This is one of the best analyses I've read on the topic so far. Thanks.

Will Davies

Thanks, Ryan. That's good to hear.

Dick Pountain

Your concept of criminal consumer is spot on. Politics is quite dead to these kids - they're a generation who define themselves by brands, and have now discovered they can steal the desired goods. It's a profound crisis of law of property, but not without warnings: the digital rights debate has for several years hinted that property was being eroded as fast as politics. The future looks ominously authoritarian.

Geof

Doug, it is not property rights that have been eroded, but the commons that have been looted as law designed for corporate entities has colonized everyday life. Critics of maximalist "intellectual property" have long predicted that the result would be a loss of respect for law in general. It is proponents who have redefined a privilege as a property right and ordinary activities a generation ago as "theft" today.

That said, the immediate relevance to the riots must surely be small (though the resulting entrenchment of empires like Murdoch's - whose "property rights" fuel the creation of branded identities - may not be). The cultural enclosures are only a miniature enactment of the financial looting of the commons. In all cases, like the widespread pauperism spawned by the 18th century enclosures, the result has been the devastation of communities.

Geof

Dick, not Doug. My apologies.

Tony Breslin

Brilliantly insightful analysis - thank you for providing this. The absence of any sociological imagination in the responses of most commentators, pundits and politicians is striking but unsurprising; your notion of the criminal consumer certainly chimes. As a one time Chair of the Association for the Teaching of the Social Sciences, I'd encourage every teacher and student of sociology at any level to read your piece and ponder!

Annemcx

There are insights in here few people are acknowledging, but they give us a chance of breaking the Gordian knot and the doom loop we're in right now.
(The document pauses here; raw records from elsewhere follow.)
use std::sync::Arc;

use crate::audit::AuditSink;
use crate::auth::{SessionSecrets, TokenAuthenticator};
use crate::model::RecommendationModel;
use crate::ranking::CandidateRanker;

/// Shared handler state.
///
/// Everything here is immutable after startup; requests only read through the
/// `Arc`s, so the handlers run concurrently without locking.
#[derive(Clone)]
pub struct HandlerState<M: RecommendationModel + Clone + Send + Sync + 'static> {
    pub secrets: Arc<SessionSecrets>,

    pub authenticator: Arc<TokenAuthenticator>,

    pub model: M,

    pub ranker: CandidateRanker,

    pub audit: Arc<dyn AuditSink>,
}

impl<M> HandlerState<M>
where
    M: RecommendationModel + Clone + Send + Sync + 'static,
{
    pub fn new(
        secrets: Arc<SessionSecrets>,
        authenticator: Arc<TokenAuthenticator>,
        model: M,
        audit: Arc<dyn AuditSink>,
    ) -> Self {
        Self {
            secrets,
            authenticator,
            model,
            ranker: CandidateRanker::new(),
            audit,
        }
    }
}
People need to wake up and move on from what are very limiting dominant narratives at the moment. They're geared to stall, simply because no-one can agree what to do, which is only making things worse.

Simply outstanding article.

Will Davies

Christ, Melanie Phillips is like a maniacal Duracell bunny.
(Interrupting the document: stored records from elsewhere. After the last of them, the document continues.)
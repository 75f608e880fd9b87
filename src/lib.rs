//! Cinerank library crate (used by the server binary and integration tests).
//!
//! A session-authenticated movie recommendation service: one shared password
//! buys a time-bounded bearer token; protected endpoints validate strict
//! payload schemas, score a finite candidate catalog with a pluggable linear
//! model and return deterministic top-K recommendations, each tagged with a
//! correlation id that later feedback submissions reference.
//!
//! Module map:
//! - [`config`] - environment-backed startup configuration
//! - [`auth`] - password check and stateless signed tokens
//! - [`validation`] - per-endpoint payload schemas and error taxonomy
//! - [`model`] - the prediction-model collaborator (catalog + scoring)
//! - [`ranking`] - candidate scoring and deterministic top-K ranking
//! - [`audit`] - the append-only audit trail
//! - [`gateway`] - the axum HTTP layer
//!
//! Test/mock collaborators ([`model::StubModel`], [`auth::FixedClock`],
//! [`audit::MemoryAuditSink`]) are available behind the `mock` feature.

pub mod audit;
pub mod auth;
pub mod config;
pub mod gateway;
pub mod model;
pub mod ranking;
pub mod validation;

pub use audit::{AuditError, AuditRecord, AuditSink, FeedbackRecord, TracingAuditSink};
#[cfg(any(test, feature = "mock"))]
pub use audit::MemoryAuditSink;

#[cfg(any(test, feature = "mock"))]
pub use auth::FixedClock;
pub use auth::{
    AuthError, Clock, SESSION_IDENTITY, SessionSecrets, SystemClock, TokenAuthenticator,
};

pub use config::{Config, ConfigError};

pub use gateway::{ApiError, ErrorResponse, HandlerState, create_router_with_state};

#[cfg(any(test, feature = "mock"))]
pub use model::StubModel;
pub use model::{CandidateContext, LinearModel, ModelError, RecommendationModel};

pub use ranking::{CandidateRanker, RankedResult, Ranking, RankingError};

pub use validation::{
    DEFAULT_MAX_RECS, Gender, LoginParams, Occupation, RecommendParams, ScoreParams,
    ValidationError, validate_login, validate_recommend, validate_score,
};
Tony and Anne: glad you liked the piece.

Christine

This has been the best article on the riots that I have come across while roaming the net for something more than what the pundits are repeating. Thank-you.
The 'for itself' is glaringly apparent but the 'in itself' is much more intriguing. My first understanding was to think in terms of the demise of social capital (Robert Putnam); the utter lack of community that these individuals feel...

Will Davies

I find social capital analysis only pushes the question elsewhere: why is social capital so low anyway?

Gail Wright

Why do people act like this? Margaret Thatcher told them years ago. 'they are casting their problems on society and who is society? There is no such thing! There are individual men and women and there are families and no government can do anything except through people and people look to themselves first'.
When the bankers take millions, the pollies dip their snouts, the rich refuse to pay their taxes, the MNCs are giants too big to argue with in the courts, and the media barons ride off scott free, they are all looking to themselves first. Ordinary people have learnt to follow suit.

Marcus Moore

Thanks for this, Will. I've been pondering writing something on the 'after-english' as a counterpoint to the inevitable discussions in and about the aftermath. You may have saved me the trouble of a lengthy wander through the woods of condone, condemn, excuse, explain, justify and analyse.

Manwhile, these may interest you:

http://marcusmoore.wordpress.com/2011/07/24/the-wrong-questions/

http://marcusmoore.wordpress.com/2011/04/25/law-unto-themselves/

And I would add a personal belief that two pieces of machinery have helped create a world which encourages xenophobia within our localities: the motor car and the television...

Rsutcliff

I think it would be crudely economistic to assume that people might therefore divert their energies from community drama projects to smashing up JD Sports within the space of 15 months

On this particular aspect of your argument: It may or may not be 'crudely economistic', but I would say - after many years involvement with youth work and youth services - that it is entirely plausible on this occasion, and has been the case previously.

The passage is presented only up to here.